What you need to do - Wherever a line in the material contains the word "crate", copy that line.

Information given -
//! Typed access to the object store.

use fabric_api::labels::LabelSelector;
use fabric_api::{ObjectKey, Resource};
use serde_json::Value;
use std::marker::PhantomData;
use std::sync::Arc;

use super::traits::{ObjectStore, Subresource};
use crate::error::StoreError;

/// Handle over one kind, optionally bound to a namespace.
pub struct Api<K> {
    store: Arc<dyn ObjectStore>,
    namespace: Option<String>,
    _kind: PhantomData<fn() -> K>,
}

impl<K> Clone for Api<K> {
    fn clone(&self) -> Self {
        Self {
            store: Arc::clone(&self.store),
            namespace: self.namespace.clone(),
            _kind: PhantomData,
        }
    }
}

impl<K: Resource> Api<K> {
    /// Cluster-scoped kinds, or namespaced kinds across all namespaces.
    pub fn all(store: Arc<dyn ObjectStore>) -> Self {
        Self {
            store,
            namespace: None,
            _kind: PhantomData,
        }
    }

    pub fn namespaced(store: Arc<dyn ObjectStore>, namespace: &str) -> Self {
        Self {
            store,
            namespace: Some(namespace.to_string()),
            _kind: PhantomData,
        }
    }

    fn key(&self, name: &str) -> ObjectKey {
        ObjectKey::new(K::KIND, self.namespace.as_deref(), name)
    }

    fn decode(value: Value) -> Result<K, StoreError> {
        Ok(serde_json::from_value(value)?)
    }

    fn encode(&self, obj: &K) -> Result<Value, StoreError> {
        let mut value = serde_json::to_value(obj)?;
        if K::NAMESPACED && obj.namespace().is_none() {
            if let Some(ns) = &self.namespace {
                value["metadata"]["namespace"] = Value::from(ns.as_str());
            }
        }
        Ok(value)
    }

    pub async fn get(&self, name: &str) -> Result<K, StoreError> {
        Self::decode(self.store.get(&self.key(name)).await?)
    }

    /// `None` when the object does not exist.
    pub async fn get_opt(&self, name: &str) -> Result<Option<K>, StoreError> {
        match self.get(name).await {
            Ok(obj) => Ok(Some(obj)),
            Err(e) if e.is_not_found() => Ok(None),
            Err(e) => Err(e),
        }
    }

    pub async fn list(&self, selector: &LabelSelector) -> Result<Vec<K>, StoreError> {
        self.store
            .list(K::KIND, self.namespace.as_deref(), selector)
            .await?
            .into_iter()
            .map(Self::decode)
            .collect()
    }

    pub async fn create(&self, obj: &K) -> Result<K, StoreError> {
        Self::decode(self.store.create(K::KIND, self.encode(obj)?).await?)
    }

    pub async fn update(&self, obj: &K) -> Result<K, StoreError> {
        Self::decode(self.store.update(K::KIND, self.encode(obj)?).await?)
    }

    pub async fn update_status(&self, obj: &K) -> Result<K, StoreError> {
        Self::decode(self.store.update_status(K::KIND, self.encode(obj)?).await?)
    }

    pub async fn patch(&self, name: &str, subresource: Subresource, patch: Value) -> Result<K, StoreError> {
        Self::decode(self.store.patch(&self.key(name), subresource, patch).await?)
    }

    /// Read-modify-write `name` with compare-and-swap. `edit` returns whether
    /// it changed anything; unchanged objects are not written.
    pub async fn modify<F>(&self, name: &str, retries: u32, edit: F) -> Result<K, StoreError>
    where
        F: FnMut(&mut K) -> bool,
    {
        self.read_modify_write(name, retries, edit, false).await
    }

    /// Like [`Api::modify`] against the status subresource.
    pub async fn modify_status<F>(&self, name: &str, retries: u32, edit: F) -> Result<K, StoreError>
    where
        F: FnMut(&mut K) -> bool,
    {
        self.read_modify_write(name, retries, edit, true).await
    }

    async fn read_modify_write<F>(&self, name: &str, retries: u32, mut edit: F, status: bool) -> Result<K, StoreError>
    where
        F: FnMut(&mut K) -> bool,
    {
        for _ in 0..retries.max(1) {
            let mut obj = self.get(name).await?;
            if !edit(&mut obj) {
                return Ok(obj);
            }
            let written = if status {
                self.update_status(&obj).await
            } else {
                self.update(&obj).await
            };
            match written {
                Err(e) if e.is_conflict() => continue,
                other => return other,
            }
        }
        Err(StoreError::Conflict(format!("{}: retries exhausted", self.key(name))))
    }

    pub async fn delete(&self, name: &str) -> Result<(), StoreError> {
        self.store.delete(&self.key(name)).await
    }

    pub async fn delete_collection(&self, selector: &LabelSelector) -> Result<usize, StoreError> {
        self.store
            .delete_collection(K::KIND, self.namespace.as_deref(), selector)
            .await
    }
}

#[cfg(test)]
mod tests {
    use super::*;
    use crate::store::MemoryStore;
    use fabric_api::federation::{FederationSpec, Policy};
    use fabric_api::platform::ConfigMap;
    use fabric_api::{Federation, Member, ObjectMeta};

    #[tokio::test]
    async fn test_typed_roundtrip() {
        let store: Arc<dyn ObjectStore> = Arc::new(MemoryStore::new());
        let feds: Api<Federation> = Api::all(store);
        let fed = Federation::new(
            "fed1",
            FederationSpec {
                members: vec![Member::initiator("org1")],
                policy: Some(Policy::All),
                description: String::new(),
            },
        );
        let created = feds.create(&fed).await.unwrap();
        assert!(created.metadata.uid.is_some());
        assert_eq!(feds.get("fed1").await.unwrap().spec.policy, Some(Policy::All));
        assert!(feds.get_opt("missing").await.unwrap().is_none());
    }

    #[tokio::test]
    async fn test_namespaced_api_fills_namespace() {
        let store: Arc<dyn ObjectStore> = Arc::new(MemoryStore::new());
        let cms: Api<ConfigMap> = Api::namespaced(Arc::clone(&store), "ops");
        let cm = ConfigMap {
            metadata: ObjectMeta::named("fed-fed1-spec"),
            ..Default::default()
        };
        cms.create(&cm).await.unwrap();
        let stored = cms.get("fed-fed1-spec").await.unwrap();
        assert_eq!(stored.metadata.namespace.as_deref(), Some("ops"));

        let elsewhere: Api<ConfigMap> = Api::namespaced(store, "other");
        assert!(elsewhere.get("fed-fed1-spec").await.unwrap_err().is_not_found());
    }

    #[tokio::test]
    async fn test_modify_skips_unchanged_and_writes_changes() {
        let store: Arc<dyn ObjectStore> = Arc::new(MemoryStore::new());
        let feds: Api<Federation> = Api::all(store);
        let created = feds
            .create(&Federation::new("fed1", FederationSpec::default()))
            .await
            .unwrap();

        let same = feds.modify("fed1", 3, |_| false).await.unwrap();
        assert_eq!(same.metadata.resource_version, created.metadata.resource_version);

        let changed = feds
            .modify("fed1", 3, |f| {
                f.spec.members.push(Member::new("org2"));
                true
            })
            .await
            .unwrap();
        assert_eq!(changed.spec.members.len(), 1);
        assert_ne!(changed.metadata.resource_version, created.metadata.resource_version);
    }
}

Answer area -
use crate::error::StoreError;
    use crate::store::MemoryStore;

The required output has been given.